WORK TASK
For each record that follows, write out an identical copy.

INFORMATION GIVEN
──────────

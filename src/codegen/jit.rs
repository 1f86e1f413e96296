use crate::codegen::{CodegenResult, LLVMCodegen};
use crate::error::BackendError;
use crate::ir::{Entry, Unit};
use crate::repl::{Backend, Output};
use crate::types::Type;

use inkwell::OptimizationLevel;
use inkwell::context::Context;
use inkwell::execution_engine::{ExecutionEngine, FunctionLookupError};
use inkwell::module::Module;
use inkwell::targets::{InitializationConfig, Target, TargetMachine};

type RealEntry = unsafe extern "C" fn() -> f64;
type IntEntry = unsafe extern "C" fn() -> i32;
type VoidEntry = unsafe extern "C" fn();

/// Runs units in-process. Every unit becomes its own LLVM module inside a
/// single MCJIT engine, so globals and functions of earlier units resolve
/// from later ones.
pub struct JitBackend<'ctx> {
    context: &'ctx Context,
    engine: ExecutionEngine<'ctx>,
    modules: Vec<Module<'ctx>>,
}

impl<'ctx> JitBackend<'ctx> {
    pub fn new(context: &'ctx Context) -> CodegenResult<Self> {
        ExecutionEngine::link_in_mc_jit();
        Target::initialize_native(&InitializationConfig::default())
            .map_err(|e| BackendError::new(format!("failed to initialize native target: {}", e)))?;

        let prelude = context.create_module("prelude");
        prelude.set_triple(&TargetMachine::get_default_triple());
        let engine = prelude
            .create_jit_execution_engine(OptimizationLevel::None)
            .map_err(|e| BackendError::new(format!("failed to create JIT: {}", e)))?;

        Ok(Self {
            context,
            engine,
            modules: vec![prelude],
        })
    }

    /// Number of LLVM modules handed to the engine, the prelude included.
    pub fn module_count(&self) -> usize {
        self.modules.len()
    }
}

impl Backend for JitBackend<'_> {
    fn load(&mut self, unit: &Unit) -> Result<(), BackendError> {
        let mut codegen = LLVMCodegen::new(self.context, &unit.name);
        codegen.generate_unit(unit)?;

        let module = codegen.into_module();
        module.set_triple(&TargetMachine::get_default_triple());
        module.set_data_layout(&self.engine.get_target_data().get_data_layout());
        module
            .verify()
            .map_err(|e| BackendError::new(format!("invalid module {}: {}", unit.name, e)))?;

        self.engine
            .add_module(&module)
            .map_err(|_| BackendError::new(format!("module {} is already loaded", unit.name)))?;
        self.modules.push(module);
        Ok(())
    }

    fn invoke(&mut self, entry: &Entry) -> Result<Option<Output>, BackendError> {
        let lookup = |e: FunctionLookupError| {
            BackendError::new(format!("entry function {} not found: {:?}", entry.name, e))
        };

        // SAFETY: the entry was generated with exactly the signature each
        // branch asks for; Bool entries return their value widened to i32.
        unsafe {
            match &entry.returns {
                Some(Type::Real) => {
                    let f = self
                        .engine
                        .get_function::<RealEntry>(&entry.name)
                        .map_err(lookup)?;
                    Ok(Some(Output::Real(f.call())))
                }
                Some(Type::Int) => {
                    let f = self
                        .engine
                        .get_function::<IntEntry>(&entry.name)
                        .map_err(lookup)?;
                    Ok(Some(Output::Int(f.call())))
                }
                Some(Type::Bool) => {
                    let f = self
                        .engine
                        .get_function::<IntEntry>(&entry.name)
                        .map_err(lookup)?;
                    Ok(Some(Output::Bool(f.call() != 0)))
                }
                Some(Type::Array(_)) | None => {
                    let f = self
                        .engine
                        .get_function::<VoidEntry>(&entry.name)
                        .map_err(lookup)?;
                    f.call();
                    Ok(None)
                }
            }
        }
    }
}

──────────

TASK OUTPUT
filename src/codegen/jit.rs
repository 1f86e1f413e96296
use crate::codegen::{CodegenResult, LLVMCodegen};
use crate::error::BackendError;
use crate::ir::{Entry, Unit};
use crate::repl::{Backend, Output};
use crate::types::Type;

use inkwell::OptimizationLevel;
use inkwell::context::Context;
use inkwell::execution_engine::{ExecutionEngine, FunctionLookupError};
use inkwell::module::Module;
use inkwell::targets::{InitializationConfig, Target, TargetMachine};

type RealEntry = unsafe extern "C" fn() -> f64;
type IntEntry = unsafe extern "C" fn() -> i32;
type VoidEntry = unsafe extern "C" fn();

/// Runs units in-process. Every unit becomes its own LLVM module inside a
/// single MCJIT engine, so globals and functions of earlier units resolve
/// from later ones.
pub struct JitBackend<'ctx> {
    context: &'ctx Context,
    engine: ExecutionEngine<'ctx>,
    modules: Vec<Module<'ctx>>,
}

impl<'ctx> JitBackend<'ctx> {
    pub fn new(context: &'ctx Context) -> CodegenResult<Self> {
        ExecutionEngine::link_in_mc_jit();
        Target::initialize_native(&InitializationConfig::default())
            .map_err(|e| BackendError::new(format!("failed to initialize native target: {}", e)))?;

        let prelude = context.create_module("prelude");
        prelude.set_triple(&TargetMachine::get_default_triple());
        let engine = prelude
            .create_jit_execution_engine(OptimizationLevel::None)
            .map_err(|e| BackendError::new(format!("failed to create JIT: {}", e)))?;

        Ok(Self {
            context,
            engine,
            modules: vec![prelude],
        })
    }

    /// Number of LLVM modules handed to the engine, the prelude included.
    pub fn module_count(&self) -> usize {
        self.modules.len()
    }
}

impl Backend for JitBackend<'_> {
    fn load(&mut self, unit: &Unit) -> Result<(), BackendError> {
        let mut codegen = LLVMCodegen::new(self.context, &unit.name);
        codegen.generate_unit(unit)?;

        let module = codegen.into_module();
        module.set_triple(&TargetMachine::get_default_triple());
        module.set_data_layout(&self.engine.get_target_data().get_data_layout());
        module
            .verify()
            .map_err(|e| BackendError::new(format!("invalid module {}: {}", unit.name, e)))?;

        self.engine
            .add_module(&module)
            .map_err(|_| BackendError::new(format!("module {} is already loaded", unit.name)))?;
        self.modules.push(module);
        Ok(())
    }

    fn invoke(&mut self, entry: &Entry) -> Result<Option<Output>, BackendError> {
        let lookup = |e: FunctionLookupError| {
            BackendError::new(format!("entry function {} not found: {:?}", entry.name, e))
        };

        // SAFETY: the entry was generated with exactly the signature each
        // branch asks for; Bool entries return their value widened to i32.
        unsafe {
            match &entry.returns {
                Some(Type::Real) => {
                    let f = self
                        .engine
                        .get_function::<RealEntry>(&entry.name)
                        .map_err(lookup)?;
                    Ok(Some(Output::Real(f.call())))
                }
                Some(Type::Int) => {
                    let f = self
                        .engine
                        .get_function::<IntEntry>(&entry.name)
                        .map_err(lookup)?;
                    Ok(Some(Output::Int(f.call())))
                }
                Some(Type::Bool) => {
                    let f = self
                        .engine
                        .get_function::<IntEntry>(&entry.name)
                        .map_err(lookup)?;
                    Ok(Some(Output::Bool(f.call() != 0)))
                }
                Some(Type::Array(_)) | None => {
                    let f = self
                        .engine
                        .get_function::<VoidEntry>(&entry.name)
                        .map_err(lookup)?;
                    f.call();
                    Ok(None)
                }
            }
        }
    }
}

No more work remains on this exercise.